# GANNs with friends - Google Colab worker

Run this notebook to participate in distributed GAN training using Google Colab's free GPU.

## Setup environment

Install required packages and clone the repository.

In [None]:
# Clone repository if not already present
import os
if not os.path.exists('GANNs-with-friends'):
    !git clone https://github.com/gperdrizet/GANNs-with-friends.git
    %cd GANNs-with-friends
else:
    %cd GANNs-with-friends
    !git pull

In [None]:
# Install dependencies
# Note: You may see warnings about numpy version conflicts with Colab's pre-installed
# packages (jax, opencv, etc.). These can be safely ignored - we don't use those packages.
!pip install --quiet -r requirements.txt

In [None]:
# Check GPU availability
# If this shows "No GPU", go to Runtime > Change runtime type > T4 GPU
import torch
if torch.cuda.is_available():
    print(f'GPU: {torch.cuda.get_device_name(0)}')
    print(f'Memory: {torch.cuda.get_device_properties(0).total_memory / 1e9:.1f} GB')
else:
    print('No GPU detected! Enable GPU in Runtime > Change runtime type')

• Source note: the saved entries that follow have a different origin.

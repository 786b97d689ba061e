//! Phone verification route handlers
//!
//! - `POST /api/v1/otp/issue` sends a new code
//! - `POST /api/v1/otp/verify` checks a submitted code

use std::sync::Arc;

use actix_web::web;

use bp_core::repositories::OtpRepository;
use bp_core::services::verification::{SmsGateway, VerificationService};

pub mod issue;
pub mod verify;

pub use issue::issue_otp;
pub use verify::verify_otp;

/// Verification service over whichever gateway and store were configured
pub type OtpService = VerificationService<dyn SmsGateway, dyn OtpRepository>;

/// Application state shared by all workers
pub struct AppState {
    pub verification_service: Arc<OtpService>,
}

impl AppState {
    pub fn new(verification_service: Arc<OtpService>) -> Self {
        Self {
            verification_service,
        }
    }
}

/// Register the `/otp` scope
pub fn configure(cfg: &mut web::ServiceConfig) {
    cfg.service(
        web::scope("/otp")
            .route("/issue", web::post().to(issue_otp))
            .route("/verify", web::post().to(verify_otp)),
    );
}
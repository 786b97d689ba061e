pub mod otp;

pub use otp::*;
//! Phone number utilities

use once_cell::sync::Lazy;
use regex::Regex;

// E.164-like: leading plus, 7 to 15 digits
static E164_REGEX: Lazy<Regex> = Lazy::new(|| Regex::new(r"^\+\d{7,15}$").unwrap());

/// Normalize a phone number by removing every character that is not a digit or `+`
pub fn normalize_phone_number(phone: &str) -> String {
    phone
        .chars()
        .filter(|c| c.is_ascii_digit() || *c == '+')
        .collect()
}

/// Check whether an already normalized number matches the accepted format
pub fn is_valid_e164(normalized: &str) -> bool {
    E164_REGEX.is_match(normalized)
}

/// Normalize and validate in one step
///
/// Returns the normalized number, or `None` when it does not match
/// `^\+\d{7,15}$` after normalization.
pub fn normalize_and_validate(phone: &str) -> Option<String> {
    let normalized = normalize_phone_number(phone);
    if is_valid_e164(&normalized) {
        Some(normalized)
    } else {
        None
    }
}

/// Mask a phone number for logs (e.g., +63****4567)
pub fn mask_phone_number(phone: &str) -> String {
    let normalized = normalize_phone_number(phone);
    if normalized.len() >= 7 {
        format!(
            "{}****{}",
            &normalized[0..3],
            &normalized[normalized.len() - 4..]
        )
    } else {
        "****".to_string()
    }
}
//! Provider error classification
//!
//! The single table that turns Twilio error codes into domain dispatch
//! subtypes. Anything not listed is a generic dispatch failure.

use bp_core::errors::DispatchFailure;

/// Twilio error code to domain subtype
pub const PROVIDER_ERROR_TABLE: &[(u32, DispatchFailure)] = &[
    // Permission to send an SMS has not been enabled for the region
    (21408, DispatchFailure::UnsupportedRegion),
    // Invalid 'To' phone number
    (21211, DispatchFailure::InvalidNumber),
    // 'To' number is not a valid mobile number
    (21614, DispatchFailure::InvalidNumber),
    // Unverified destination on a trial account
    (21608, DispatchFailure::NumberNeedsVerification),
    // Geo permission blocks the destination
    (21215, DispatchFailure::InternationalDisabled),
    // Cannot route between the 'From' and 'To' numbers
    (21612, DispatchFailure::InternationalDisabled),
    // Authentication failed
    (20003, DispatchFailure::ServiceUnavailable),
];

/// Classify a provider error
///
/// `provider_code` wins when present and listed; otherwise authentication
/// status codes map to `ServiceUnavailable` and everything else is generic.
pub fn classify_provider_error(provider_code: Option<u32>, http_status: u16) -> DispatchFailure {
    if let Some(failure) = provider_code.and_then(lookup) {
        return failure;
    }
    match http_status {
        401 | 403 => DispatchFailure::ServiceUnavailable,
        _ => DispatchFailure::GenericDispatchFailure,
    }
}

fn lookup(code: u32) -> Option<DispatchFailure> {
    PROVIDER_ERROR_TABLE
        .iter()
        .find(|(known, _)| *known == code)
        .map(|(_, failure)| *failure)
}

#[cfg(test)]
mod tests {
    use super::*;

    #[test]
    fn test_table_entries() {
        assert_eq!(classify_provider_error(Some(21408), 400), DispatchFailure::UnsupportedRegion);
        assert_eq!(classify_provider_error(Some(21211), 400), DispatchFailure::InvalidNumber);
        assert_eq!(classify_provider_error(Some(21614), 400), DispatchFailure::InvalidNumber);
        assert_eq!(
            classify_provider_error(Some(21608), 400),
            DispatchFailure::NumberNeedsVerification
        );
        assert_eq!(
            classify_provider_error(Some(21215), 400),
            DispatchFailure::InternationalDisabled
        );
        assert_eq!(
            classify_provider_error(Some(21612), 400),
            DispatchFailure::InternationalDisabled
        );
        assert_eq!(classify_provider_error(Some(20003), 401), DispatchFailure::ServiceUnavailable);
    }

    #[test]
    fn test_unknown_codes_are_generic() {
        assert_eq!(
            classify_provider_error(Some(30007), 400),
            DispatchFailure::GenericDispatchFailure
        );
        assert_eq!(classify_provider_error(None, 500), DispatchFailure::GenericDispatchFailure);
    }

    #[test]
    fn test_auth_status_without_code() {
        assert_eq!(classify_provider_error(None, 401), DispatchFailure::ServiceUnavailable);
    }

    #[test]
    fn test_table_has_no_duplicate_codes() {
        let mut codes: Vec<u32> = PROVIDER_ERROR_TABLE.iter().map(|(c, _)| *c).collect();
        codes.sort_unstable();
        codes.dedup();
        assert_eq!(codes.len(), PROVIDER_ERROR_TABLE.len());
    }
}
//! CORS middleware configuration for the registration front end.
//!
//! Development allows any origin so the portal can be served from a local
//! dev server. Every other environment only accepts the origins listed in
//! `CorsConfig::allowed_origins` (`CORS_ALLOWED_ORIGINS`).

use actix_cors::Cors;
use actix_web::http::{header, Method};

use bp_shared::{CorsConfig, Environment};

/// Creates a CORS middleware instance for the given environment.
pub fn create_cors(config: &CorsConfig, environment: Environment) -> Cors {
    if environment.is_development() {
        create_development_cors(config)
    } else {
        create_restricted_cors(config)
    }
}

fn create_development_cors(config: &CorsConfig) -> Cors {
    base_cors(config).allow_any_origin()
}

fn create_restricted_cors(config: &CorsConfig) -> Cors {
    let mut cors = base_cors(config);

    if config.allowed_origins.is_empty() {
        tracing::warn!("No CORS origins configured; cross-origin requests will be refused");
    }
    for origin in &config.allowed_origins {
        tracing::info!(origin = %origin, "Adding allowed origin");
        cors = cors.allowed_origin(origin);
    }

    cors
}

fn base_cors(config: &CorsConfig) -> Cors {
    Cors::default()
        .allowed_methods(vec![Method::GET, Method::POST, Method::OPTIONS])
        .allowed_headers(vec![
            header::ACCEPT,
            header::CONTENT_TYPE,
            header::ORIGIN,
            header::HeaderName::from_static("x-requested-with"),
        ])
        .expose_headers(vec![
            header::RETRY_AFTER,
            header::HeaderName::from_static("x-request-id"),
        ])
        .max_age(config.max_age)
}

#[cfg(test)]
mod tests {
    use super::*;
    use actix_web::{http::StatusCode, test, web, App, HttpResponse};

    async fn ok() -> HttpResponse {
        HttpResponse::Ok().finish()
    }

    #[actix_web::test]
    async fn test_development_allows_any_origin() {
        let app = test::init_service(
            App::new()
                .wrap(create_cors(&CorsConfig::default(), Environment::Development))
                .route("/", web::get().to(ok)),
        )
        .await;

        let req = test::TestRequest::get()
            .uri("/")
            .insert_header((header::ORIGIN, "http://localhost:5173"))
            .to_request();
        let resp = test::call_service(&app, req).await;

        assert_eq!(resp.status(), StatusCode::OK);
        assert!(resp
            .headers()
            .contains_key(header::ACCESS_CONTROL_ALLOW_ORIGIN));
    }

    #[actix_web::test]
    async fn test_production_only_allows_listed_origins() {
        let config = CorsConfig {
            allowed_origins: vec!["https://portal.example.ph".to_string()],
            ..Default::default()
        };
        let app = test::init_service(
            App::new()
                .wrap(create_cors(&config, Environment::Production))
                .route("/", web::get().to(ok)),
        )
        .await;

        let allowed = test::TestRequest::get()
            .uri("/")
            .insert_header((header::ORIGIN, "https://portal.example.ph"))
            .to_request();
        let resp = test::call_service(&app, allowed).await;
        assert_eq!(
            resp.headers().get(header::ACCESS_CONTROL_ALLOW_ORIGIN).unwrap(),
            "https://portal.example.ph"
        );

        let denied = test::TestRequest::get()
            .uri("/")
            .insert_header((header::ORIGIN, "https://evil.example.com"))
            .to_request();
        let resp = test::try_call_service(&app, denied).await;
        assert!(resp.map(|r| !r.status().is_success()).unwrap_or(true));
    }
}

## Download CelebA dataset

Downloads the CelebA face dataset from Hugging Face (~1.3 GB compressed).

The dataset is loaded directly from the zip file without extraction - this is much faster on cloud VMs like Colab where disk I/O can be slow.

In [None]:
# Download dataset from Hugging Face if not already present
import sys
import shutil
sys.path.insert(0, 'src')

from utils import load_config, ensure_dataset_available

# Create config from template if it doesn't exist yet
if not os.path.exists('config.yaml'):
    shutil.copy('config.yaml.template', 'config.yaml')
    print('Created config.yaml from template')

# Load config to get HuggingFace repo and dataset path
config = load_config('config.yaml')

# Download if needed (reads directly from zip, no extraction required)
ensure_dataset_available(config)

## Configure worker

The config file was created from the template. Review and customize your settings.

**The default config should work out of the box** - it's pre-configured with the database credentials for the class training session.

**Optional customization:**
- Your name (shown on the dashboard leaderboard)
- Batch size (tune for your GPU memory - Colab T4 can usually handle 64)

In [None]:
# Verify config exists (should have been created in the download step)
if os.path.exists('config.yaml'):
    print('config.yaml exists - edit it with your settings before running the worker')
else:
    # Create from template if somehow missing
    import shutil
    shutil.copy('config.yaml.template', 'config.yaml')
    print('Created config.yaml from template')

In [None]:
# Display current config
!cat config.yaml

### Edit config.yaml (optional)

Use the file browser in the left sidebar to open and edit `config.yaml`.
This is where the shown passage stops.